A man of mass 60kg standing on a light weighing machine kept in a box of mass 30kg. The box is hanging from a pulley fixed to the ceiling through a light rope and the other end held by man. If the man manages to keep the box at rest, what is the weight shown by the weighing machine? What force should he exert on the rope to get his correct weight on machine?
Answers
Answer:
Let the tension force be T in the rope. The downward forces acting on the system of the man and the box are the weight of the man and the weight of the box. The upward forces are T and T on each side of the rope.

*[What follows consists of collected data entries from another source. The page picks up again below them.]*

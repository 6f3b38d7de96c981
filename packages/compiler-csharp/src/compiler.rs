use crate::context::{CompileOptions, Context};
use crate::naming::identifier_fragment;
use crate::registry::SignatureRegistry;
use thiserror::Error;
use tracing::{debug, info, instrument};
use understudy_model::{
    DescriptorError, InterfaceDescriptor, MemberDescriptor, MemberKind, ParamDirection,
    ParameterDescriptor,
};

/// Errors that can occur around stub compilation.
///
/// Translation itself has no failure path for a structurally valid member
/// list — every member shape has a generation rule and signature collisions
/// are handled by renaming — so these cover the descriptor boundary.
#[derive(Error, Debug)]
pub enum CompileError {
    #[error("Invalid descriptor: {0}")]
    Descriptor(#[from] DescriptorError),

    #[error("Compilation error: {0}")]
    Generic(String),
}

impl From<String> for CompileError {
    fn from(s: String) -> Self {
        CompileError::Generic(s)
    }
}

impl From<&str> for CompileError {
    fn from(s: &str) -> Self {
        CompileError::Generic(s.to_string())
    }
}

/// Structural shape of a member, driving which generator runs.
///
/// Computed from the descriptor rather than trusted from its `kind`: a
/// method with a by-reference parameter needs a named callback type, and a
/// property carrying parameters is an indexer.
enum MemberShape<'a> {
    Method(&'a MemberDescriptor),
    ByRefMethod(&'a MemberDescriptor),
    Property(&'a MemberDescriptor),
    Indexer(&'a MemberDescriptor),
    Event(&'a MemberDescriptor),
}

fn classify(member: &MemberDescriptor) -> MemberShape<'_> {
    match member.kind {
        MemberKind::Method => {
            if member.has_by_ref_params() {
                MemberShape::ByRefMethod(member)
            } else {
                MemberShape::Method(member)
            }
        }
        MemberKind::Property => {
            if member.parameters.is_empty() {
                MemberShape::Property(member)
            } else {
                MemberShape::Indexer(member)
            }
        }
        MemberKind::Indexer => MemberShape::Indexer(member),
        MemberKind::Event => MemberShape::Event(member),
    }
}

/// Compile one interface surface into the source text of its stub type.
///
/// Members are translated in the order the introspector supplied them;
/// that order decides which occurrence of a redeclared signature owns the
/// backing field, so the same descriptor sequence always produces
/// byte-identical output.
#[instrument(skip_all, fields(interface = %interface.name, members = interface.members.len()))]
pub fn compile_stub_type(
    interface: &InterfaceDescriptor,
    options: CompileOptions,
) -> Result<String, CompileError> {
    info!("Starting stub translation");

    let mut ctx = Context::new(options);
    let mut registry = SignatureRegistry::new();

    compile_type_frame_open(interface, &mut ctx);

    for (index, member) in interface.members.iter().enumerate() {
        if index > 0 {
            ctx.blank_line();
        }
        debug!(member = %member.name, kind = ?member.kind, declaring = %member.declaring_type, "Translating member");
        compile_member(classify(member), &mut ctx, &mut registry)?;
    }

    ctx.dedent();
    ctx.add_line("}");

    info!("Stub translation complete");
    Ok(ctx.get_output())
}

/// Deserialize a JSON interface descriptor and compile it in one step,
/// for introspectors running out of process.
pub fn compile_stub_type_from_json(
    payload: &str,
    options: CompileOptions,
) -> Result<String, CompileError> {
    let interface = understudy_model::from_json(payload)?;
    compile_stub_type(&interface, options)
}

fn compile_type_frame_open(interface: &InterfaceDescriptor, ctx: &mut Context) {
    let generic_suffix = if interface.generic_params.is_empty() {
        String::new()
    } else {
        format!("<{}>", interface.generic_params.join(", "))
    };

    let stub_name = format!("{}{}", ctx.options().stub_prefix, interface.name);
    ctx.add_line(&format!(
        "public class {}{} : {}",
        stub_name, generic_suffix, interface.qualified_name
    ));
    ctx.add_line("{");
    ctx.indent();
}

fn compile_member(
    shape: MemberShape<'_>,
    ctx: &mut Context,
    registry: &mut SignatureRegistry,
) -> Result<(), CompileError> {
    match shape {
        MemberShape::Method(member) => compile_method(member, ctx, registry),
        MemberShape::ByRefMethod(member) => compile_by_ref_method(member, ctx, registry),
        MemberShape::Property(member) => compile_property(member, ctx, registry),
        MemberShape::Indexer(member) => compile_indexer(member, ctx, registry),
        MemberShape::Event(member) => compile_event(member, ctx, registry),
    }
}

// ---- methods ----

fn compile_method(
    member: &MemberDescriptor,
    ctx: &mut Context,
    registry: &mut SignatureRegistry,
) -> Result<(), CompileError> {
    let key = member.signature_key();
    let fragment = identifier_fragment(&member.param_type_names());
    let binding = registry.bind(&member.name, &key, &fragment, false);

    if binding.newly_bound {
        ctx.add_line(&format!(
            "public {} {};",
            callback_type_expression(member),
            binding.field_name
        ));
        ctx.blank_line();
    }

    if registry.claim_body(&key, &member.declaring_type) {
        compile_method_body(member, &binding.field_name, ctx);
    }
    Ok(())
}

fn compile_by_ref_method(
    member: &MemberDescriptor,
    ctx: &mut Context,
    registry: &mut SignatureRegistry,
) -> Result<(), CompileError> {
    let key = member.signature_key();
    let fragment = identifier_fragment(&member.param_type_names());
    // A bare-name field used elsewhere can never back a by-reference
    // member, so the suffix applies regardless of overload status.
    let binding = registry.bind(&member.name, &key, &fragment, true);

    if binding.newly_bound {
        ctx.add_line(&format!(
            "public delegate {} {}Delegate({});",
            member.return_type,
            binding.field_name,
            parameter_declarations(&member.parameters)
        ));
        ctx.add_line(&format!(
            "public {}Delegate {};",
            binding.field_name, binding.field_name
        ));
        ctx.blank_line();
    }

    if registry.claim_body(&key, &member.declaring_type) {
        compile_method_body(member, &binding.field_name, ctx);
    }
    Ok(())
}

/// Anonymous callback type for a method without by-reference parameters:
/// `Action` / `Action<..>` when void, `Func<.., R>` otherwise.
fn callback_type_expression(member: &MemberDescriptor) -> String {
    let mut type_args: Vec<&str> = member.param_type_names();

    if member.returns_void() {
        if type_args.is_empty() {
            "Action".to_string()
        } else {
            format!("Action<{}>", type_args.join(", "))
        }
    } else {
        type_args.push(member.return_type.as_str());
        format!("Func<{}>", type_args.join(", "))
    }
}

/// The declaring type's forwarding body, emitted once per occurrence even
/// when the backing field is shared with another declaring type.
fn compile_method_body(member: &MemberDescriptor, field_name: &str, ctx: &mut Context) {
    ctx.add_line(&format!(
        "{} {}.{}({})",
        member.return_type,
        member.declaring_type,
        member.name,
        parameter_declarations(&member.parameters)
    ));
    ctx.add_line("{");
    ctx.indent();

    // Out parameters are definitely assigned before anything can return
    for param in &member.parameters {
        if param.direction == ParamDirection::Out {
            ctx.add_line(&format!("{} = default({});", param.name, param.type_name));
        }
    }

    ctx.add_line(&format!("if (this.{} != null)", field_name));
    ctx.add_line("{");
    ctx.indent();
    let call = format!("this.{}({})", field_name, call_arguments(&member.parameters));
    if member.returns_void() {
        ctx.add_line(&format!("{};", call));
    } else {
        ctx.add_line(&format!("return {};", call));
    }
    ctx.dedent();
    ctx.add_line("}");

    if !member.returns_void() {
        ctx.add_line(&format!("return default({});", member.return_type));
    }

    ctx.dedent();
    ctx.add_line("}");
}

fn parameter_declarations(parameters: &[ParameterDescriptor]) -> String {
    parameters
        .iter()
        .map(|p| format!("{}{} {}", direction_modifier(p.direction), p.type_name, p.name))
        .collect::<Vec<_>>()
        .join(", ")
}

fn call_arguments(parameters: &[ParameterDescriptor]) -> String {
    parameters
        .iter()
        .map(|p| format!("{}{}", direction_modifier(p.direction), p.name))
        .collect::<Vec<_>>()
        .join(", ")
}

fn direction_modifier(direction: ParamDirection) -> &'static str {
    match direction {
        ParamDirection::In => "",
        ParamDirection::Ref => "ref ",
        ParamDirection::Out => "out ",
    }
}

// ---- properties and indexers ----

fn compile_property(
    member: &MemberDescriptor,
    ctx: &mut Context,
    registry: &mut SignatureRegistry,
) -> Result<(), CompileError> {
    if !member.can_read && !member.can_write {
        // No capability is a valid state: nothing to back, nothing to forward
        debug!(member = %member.name, "Property supports no accessors, emitting nothing");
        return Ok(());
    }

    let key = member.signature_key();
    let binding = registry.bind(&member.name, &key, "", false);

    if binding.newly_bound {
        ctx.add_line(&format!(
            "public StubValue<{}> {} = new StubValue<{}>();",
            member.return_type, binding.field_name, member.return_type
        ));
        ctx.blank_line();
    }

    if !registry.claim_body(&key, &member.declaring_type) {
        return Ok(());
    }

    ctx.add_line(&format!(
        "{} {}.{}",
        member.return_type, member.declaring_type, member.name
    ));
    ctx.add_line("{");
    ctx.indent();
    if member.can_read {
        ctx.add_line(&format!("get {{ return this.{}.Get(); }}", binding.field_name));
    }
    if member.can_write {
        ctx.add_line(&format!("set {{ this.{}.Set(value); }}", binding.field_name));
    }
    ctx.dedent();
    ctx.add_line("}");
    Ok(())
}

fn compile_indexer(
    member: &MemberDescriptor,
    ctx: &mut Context,
    registry: &mut SignatureRegistry,
) -> Result<(), CompileError> {
    if !member.can_read && !member.can_write {
        debug!(member = %member.name, "Indexer supports no accessors, emitting nothing");
        return Ok(());
    }

    let key = member.signature_key();
    let fragment = identifier_fragment(&member.param_type_names());
    let binding = registry.bind(&member.name, &key, &fragment, false);

    let index_types = member.param_type_names().join(", ");
    let index_names: Vec<&str> = member.parameters.iter().map(|p| p.name.as_str()).collect();

    if binding.newly_bound {
        // Defaults are assigned at declaration, so the forwarding accessors
        // never need a null check.
        if member.can_read {
            ctx.add_line(&format!(
                "public Func<{}, {}> {}Get = ({}) => default({});",
                index_types,
                member.return_type,
                binding.field_name,
                index_names.join(", "),
                member.return_type
            ));
        }
        if member.can_write {
            ctx.add_line(&format!(
                "public Action<{}, {}> {}Set = ({}, value) => {{ }};",
                index_types,
                member.return_type,
                binding.field_name,
                index_names.join(", ")
            ));
        }
        ctx.blank_line();
    }

    if !registry.claim_body(&key, &member.declaring_type) {
        return Ok(());
    }

    ctx.add_line(&format!(
        "{} {}.this[{}]",
        member.return_type,
        member.declaring_type,
        parameter_declarations(&member.parameters)
    ));
    ctx.add_line("{");
    ctx.indent();
    if member.can_read {
        ctx.add_line(&format!(
            "get {{ return this.{}Get({}); }}",
            binding.field_name,
            index_names.join(", ")
        ));
    }
    if member.can_write {
        ctx.add_line(&format!(
            "set {{ this.{}Set({}, value); }}",
            binding.field_name,
            index_names.join(", ")
        ));
    }
    ctx.dedent();
    ctx.add_line("}");
    Ok(())
}

// ---- events ----

fn compile_event(
    member: &MemberDescriptor,
    ctx: &mut Context,
    registry: &mut SignatureRegistry,
) -> Result<(), CompileError> {
    let key = member.signature_key();
    let binding = registry.bind(&member.name, &key, "", false);

    let args_type = member
        .handler_args_type
        .clone()
        .unwrap_or_else(|| "EventArgs".to_string());
    // Whatever delegate shape the interface declares, registrations are
    // normalized to the canonical (sender, args) handler of the args type.
    let canonical_handler = format!("EventHandler<{}>", args_type);
    let declared_handler = member
        .handler_type
        .clone()
        .unwrap_or_else(|| canonical_handler.clone());

    if binding.newly_bound {
        ctx.add_line(&format!(
            "public StubEventHandlers<{}> {} = new StubEventHandlers<{}>();",
            args_type, binding.field_name, args_type
        ));
        ctx.blank_line();
    }

    if !registry.claim_body(&key, &member.declaring_type) {
        return Ok(());
    }

    ctx.add_line(&format!(
        "event {} {}.{}",
        declared_handler, member.declaring_type, member.name
    ));
    ctx.add_line("{");
    ctx.indent();
    ctx.add_line(&format!(
        "add {{ this.{}.Add(new {}(value)); }}",
        binding.field_name, canonical_handler
    ));
    ctx.add_line(&format!(
        "remove {{ this.{}.Remove(new {}(value)); }}",
        binding.field_name, canonical_handler
    ));
    ctx.dedent();
    ctx.add_line("}");
    Ok(())
}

As the system is in a static equilibrium:
T+T=(60+30)g
=>T=45kgf or 45g Newtons=450N if g=10m/s
2
The forces acting on the man are: Tension T, reaction from the weighing machine, and weight 60 g. So,
Normal−reaction of the weighing machine =60−T=15kgf.
(i) The weighing machine shows its normal reaction force as the weight of the person standing on it. So weight displayed =15kg.
(ii) Suppose the man pulls down the rope with a force F and the tension becomes T.
The forces acting downwards on the rope at the two ends are: F, weights of man and the box. The upward forces are Tension T on each side of rope.
The system being in equilibrium:2T=F+60kgf+30kgf=F+90kgf
=>T=45kgf+F/2
=> Normal reaction force from the weighing machine on the man
N=60+F−T=15kgf+F/2
If N is to become 60kgf, then F has to be 90kgf or 900N